New study validates prognostic value of PET scans in stage 3 non-small cell lung cancer

Innovations in Cancer - Summer 2015 -View Full PDF


Chairman, Department of Radiation Oncology, UH Seidman Cancer Center, Vincent K. Smith Chair in Radiation Oncology, Professor of Radiation Oncology, Case Western Reserve University School of Medicine

Stage 3 non-small cell lung cancer remains one of radiation oncology’s most intractable challenges. Surgery is usually not an option, leaving definitive chemoradiation as the standard of care.

“Some of these people can be cured with well-designed chemotherapy and radiation together. But while there have been some advances in radiation technology, the overall treatment unfortunately hasn’t changed much in more than 10 years,” says Mitchell Machtay, MD, Chairman of the Department of Radiation Oncology at University Hospitals Seidman Cancer Center.

Prognostic factors for the disease, too, have been hard to come by. 

“In stage 3 non-small cell lung cancer, other than the age and general health of the patient, there has never been a truly validated prognostic factor,” Dr. Machtay says.

That changed somewhat two years ago, when the first results of a large trial examining the prognostic value of pre- and post-treatment PET scans were published in the Journal of Clinical Oncology (Machtay, et al, 2013; DOI 10.1200/JCO.2012.47.5947). The research group, led by Dr. Machtay, found that patients with elevated uptake of F-fluorodeoxyglucose (FDG), as shown on the post-treatment PET scan, tended to have poorer survival than other patients.

“We hypothesized that the PET scan you use for radiation planning could also give you valuable information about prognosis, and that proved to be the case,” Dr. Machtay says. 

Now, Dr. Machtay and his group have expanded on this work. In a paper recently published in the Journal of the National Cancer Institute, they report that metabolic tumor volume (MTV) before treatment, as measured on FDG-PET scan, predicts clinical outcomes for stage 3 non-small cell lung cancer patients treated with chemoradiotherapy (Ohri, et al, 2015; DOI 10.1093/ jnci/djv004). Specifically, they found that patients with higher pretreatment MTV were more likely to experience treatment failure. Median survival for those in the lowest third for MTV was 29.7 months, 21.2 months for the middle third of MTV and 13.6 months for those with the greatest MTV. For its determinations of tumor edges and other PET metrics, the research group used “PET Edge” and other software from MIMVista, developed by former University Hospitals biophysicist Dennis Nelson, PhD. 

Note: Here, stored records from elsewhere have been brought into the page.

impl MultiEngine {
    /// Construct a quorum engine with a default-sized control channel.
    /// `threshold` must be in `1..=responders.len()`. Use
    /// [`MultiEngine::builder`] to customise the control buffer.
    pub fn new(
        initiator: Arc<dyn Initiator>,
        responders: Vec<Arc<dyn MultiResponder>>,
        threshold: usize,
    ) -> Result<(Self, EngineHandle), ConstructionError> {
        Builder::default().build(initiator, responders, threshold)
    }

    /// Start building a [`MultiEngine`] with a non-default control-channel buffer size.
    pub fn builder() -> Builder {
        Builder::new()
    }

    /// Result records for every transfer that committed, in finalisation order.
    pub fn results_commit(&self) -> &[QuorumTransferResult] {
        &self.results_commit
    }

    /// Result records for every transfer that aborted, in finalisation order.
    pub fn results_abort(&self) -> &[QuorumTransferResult] {
        &self.results_abort
    }

    /// Spawn the event loop onto its own task.
    ///
    /// The returned handle resolves to the engine itself once stopped, so
    /// its `results_commit()`/`results_abort()` logs remain reachable after
    /// the loop exits.
    pub fn spawn(self) -> JoinHandle<Result<Self, EngineError>> {
        tokio::spawn(self.run())
    }

    /// Drive the event loop until [`EngineHandle::stop`] is called, then
    /// return the engine itself so its result logs can be inspected.
    #[instrument(name = "MultiEngine::run", skip(self))]
    pub async fn run(mut self) -> Result<Self, EngineError> {
        loop {
            let running = tokio::select! {
                events = self.initiator.listen_for_events() => self.receive(events).await?,
                result = self.inquiry_futures.next(), if !self.inquiry_futures.is_empty() => {
                    self.transfer_inquiry(result)
                }
                result = self.execution_futures.next(), if !self.execution_futures.is_empty() => {
                    self.transfer_result(result)
                }
                result = self.confirm_futures.next(), if !self.confirm_futures.is_empty() => {
                    self.confirm_transfer(result)?
                }
                control = self.control.recv() => self.on_control(control),
            };

            self.send_inquiry();
            self.send_transfer();
            self.process_result();
            self.cleanup();

            if running == Running::Stop {
                break;
            }
        }

        self.transfers.clear();
        debug!("Stopped");
        Ok(self)
    }

    fn on_control(&mut self, control: Option<Control>) -> Running {
        match control {
            Some(Control::Stop) | None => Running::Stop,
        }
    }

    #[instrument(skip(self, events))]
    async fn receive(
        &mut self,
        events: Result<Vec<Payload>, AdapterError>,
    ) -> Result<Running, EngineError> {
        let payloads = events.map_err(|source| EngineError::Adapter {
            nonce: String::new(),
            source,
        })?;
        for payload in payloads {
            let transfer = Transfer::admit(payload);
            trace!(nonce = %transfer.payload.nonce, "admitted");
            self.transfers.insert(transfer.payload.nonce.clone(), transfer);
        }
        Ok(Running::Continue)
    }

    fn fan_out<F, Fut>(
        responders: &[Arc<dyn MultiResponder>],
        call: F,
    ) -> Pin<Box<dyn Future<Output = Votes> + Send>>
    where
        F: Fn(Arc<dyn MultiResponder>) -> Fut,
        Fut: Future<Output = Result<SendResult, AdapterError>> + Send + 'static,
    {
        let calls = responders.iter().cloned().map(call).collect::<Vec<_>>();
        Box::pin(join_all(calls))
    }

    /// Action: every `READY` transfer transitions to `INQUIRED` and fans out
    /// `send_data_inquire` to every responder, waiting for all `N`.
    #[instrument(skip(self))]
    fn send_inquiry(&mut self) {
        for transfer in self.transfers.values_mut() {
            if transfer.status != Status::Ready {
                continue;
            }
            transfer.status = Status::Inquired;
            let nonce = transfer.payload.nonce.clone();
            let data = transfer.payload.data.clone();
            trace!(nonce = %nonce, "send_data_inquire x{}", self.responders.len());
            let votes = Self::fan_out(&self.responders, move |r| {
                let nonce = nonce.clone();
                let data = data.clone();
                async move { r.send_data_inquire(&nonce, &data).await }
            });
            let nonce_for_key = transfer.payload.nonce.clone();
            self.inquiry_futures
                .push(Box::pin(async move { (nonce_for_key, votes.await) }));
        }
    }

    /// Trigger: store the inquiry decision for the first transfer whose `N`
    /// inquiry replies are all in.
    #[instrument(skip(self, completed))]
    fn transfer_inquiry(&mut self, completed: Option<(String, Votes)>) -> Running {
        if let Some((nonce, votes)) = completed {
            if let Some(transfer) = self.transfers.get_mut(&nonce) {
                let agreed = votes.iter().filter(|r| matches!(r, Ok(send) if send.status)).count();
                let decision = agreed >= self.threshold;
                trace!(nonce = %nonce, agreed, threshold = self.threshold, decision, "answered");
                transfer.inquiry_decision = Some(decision);
                transfer.status = Status::Answered;
            }
        }
        Running::Continue
    }

    /// Action: every `ANSWERED` transfer transitions to `SENT` and fans out
    /// `send_data` (if the inquiry passed) or `abort_send_data` (if it
    /// didn't) to every responder, waiting for all `N`.
    #[instrument(skip(self))]
    fn send_transfer(&mut self) {
        for transfer in self.transfers.values_mut() {
            if transfer.status != Status::Answered {
                continue;
            }
            transfer.status = Status::Sent;
            let nonce = transfer.payload.nonce.clone();
            let data = transfer.payload.data.clone();
            let inquiry_passed = transfer.inquiry_decision.unwrap_or(false);
            trace!(nonce = %nonce, inquiry_passed, "execution phase x{}", self.responders.len());
            let votes = Self::fan_out(&self.responders, move |r| {
                let nonce = nonce.clone();
                let data = data.clone();
                async move {
                    if inquiry_passed {
                        r.send_data(&nonce, &data).await
                    } else {
                        r.abort_send_data(&nonce, ErrorCode::InquiryReject).await
                    }
                }
            });
            let nonce_for_key = transfer.payload.nonce.clone();
            self.execution_futures
                .push(Box::pin(async move { (nonce_for_key, votes.await) }));
        }
    }

    /// Trigger: store the execution-phase replies for the first transfer
    /// whose `N` calls are all in.
    #[instrument(skip(self, completed))]
    fn transfer_result(&mut self, completed: Option<(String, Votes)>) -> Running {
        if let Some((nonce, votes)) = completed {
            if let Some(transfer) = self.transfers.get_mut(&nonce) {
                // `result` holds a representative reply purely for observability;
                // `process_result` re-derives the quorum count from `votes` itself.
                transfer.result = votes.iter().find_map(|r| r.as_ref().ok().cloned());
                transfer.status = Status::Responded;
                self.awaiting_confirm.insert(nonce, votes);
            }
        }
        Running::Continue
    }

    /// Action: every `RESPONDED` transfer transitions to `CONFIRMING` and
    /// launches the source-ledger commit or abort.
    #[instrument(skip(self))]
    fn process_result(&mut self) {
        let responded: Vec<String> = self
            .transfers
            .values()
            .filter(|t| t.status == Status::Responded)
            .map(|t| t.payload.nonce.clone())
            .collect();

        for nonce in responded {
            let votes = match self.awaiting_confirm.remove(&nonce) {
                Some(votes) => votes,
                None => continue,
            };
            let transfer = self.transfers.get_mut(&nonce).expect("responded transfer exists");
            transfer.status = Status::Confirming;

            let id = transfer.payload.id.clone();
            let inquiry_decision = transfer.inquiry_decision.unwrap_or(false);
            let initiator = self.initiator.clone();

            let reason = if !inquiry_decision {
                Some(ErrorCode::InquiryReject)
            } else {
                let agreed = votes.iter().filter(|r| matches!(r, Ok(send) if send.status)).count();
                if agreed >= self.threshold {
                    None
                } else {
                    Some(ErrorCode::TransactionFailure)
                }
            };

            match reason {
                None => {
                    trace!(nonce = %nonce, "commit_sending");
                    self.confirm_futures.push(Box::pin(async move {
                        let outcome = initiator.commit_sending(&id, None).await.map(ConfirmOutcome::Commit);
                        (nonce, votes, outcome)
                    }));
                }
                Some(reason) => {
                    trace!(nonce = %nonce, ?reason, "abort_sending");
                    self.confirm_futures.push(Box::pin(async move {
                        let outcome = initiator.abort_sending(&id, reason).await.map(ConfirmOutcome::Abort);
                        (nonce, votes, outcome)
                    }));
                }
            }
        }
    }

    /// Trigger: finalize the first completed `commit_sending`/`abort_sending` call.
    ///
    /// An `Err` here means the initiator broke its contract; the engine
    /// aborts the run rather than leaving the transfer parked at
    /// `CONFIRMING` forever. Per-responder failures during the inquiry or
    /// execution phase are not contract violations (they are votes, and
    /// are already counted as such in `transfer_inquiry`/`process_result`).
    #[instrument(skip(self, completed))]
    fn confirm_transfer(
        &mut self,
        completed: Option<(String, Votes, Result<ConfirmOutcome, AdapterError>)>,
    ) -> Result<Running, EngineError> {
        if let Some((nonce, votes, outcome)) = completed {
            let execution: Vec<Result<SendResult, String>> =
                votes.into_iter().map(|v| v.map_err(|e| e.to_string())).collect();
            match outcome {
                Ok(ConfirmOutcome::Commit(commit)) => {
                    if let Some(transfer) = self.transfers.get_mut(&nonce) {
                        transfer.status = Status::Finalized;
                        trace!(nonce = %nonce, "finalized (commit)");
                        self.results_commit.push(QuorumTransferResult {
                            nonce,
                            id: transfer.payload.id.clone(),
                            inquiry_decision: transfer.inquiry_decision.unwrap_or(false),
                            execution,
                            commit: Some(commit),
                            abort: None,
                        });
                    }
                }
                Ok(ConfirmOutcome::Abort(abort)) => {
                    if let Some(transfer) = self.transfers.get_mut(&nonce) {
                        transfer.status = Status::Finalized;
                        trace!(nonce = %nonce, "finalized (abort)");
                        self.results_abort.push(QuorumTransferResult {
                            nonce,
                            id: transfer.payload.id.clone(),
                            inquiry_decision: transfer.inquiry_decision.unwrap_or(false),
                            execution,
                            commit: None,
                            abort: Some(abort),
                        });
                    }
                }
                Err(source) => {
                    tracing::error!(nonce = %nonce, error = %source, "initiator violated its contract");
                    return Err(EngineError::Adapter { nonce, source });
                }
            }
        }
        Ok(Running::Continue)
    }

    fn cleanup(&mut self) {
        self.transfers.retain(|_, t| t.status != Status::Finalized);
    }
}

The prospective, multicenter study included 214 patients with stage 3 non-small cell lung cancer – one of the largest prospective PET-scan trials in this population to date. It included academic medical centers like UH Seidman Cancer Center, but also community hospitals and international sites in Canada and South Korea. 

For Dr. Machtay, the findings of this study point toward a more effective method of stratifying stage 3 non-small cell lung cancer patients for future clinical trials. “Right now, patients are stratified by age, stage and performance status. This new information about MTV really tells us something about the biology of the tumor. 

“We hypothesize that selectively intensifying therapy may benefit those patients with high-volume disease, who are at increased risk for early local disease progression,” he adds. Dr. Machtay is currently one of the national leaders of a clinical trial evaluating intensified radiation therapy, based on findings from patients’ mid-treatment PET scans. This study, and several other stage 3 non-small cell lung cancer clinical trials, are available at UH.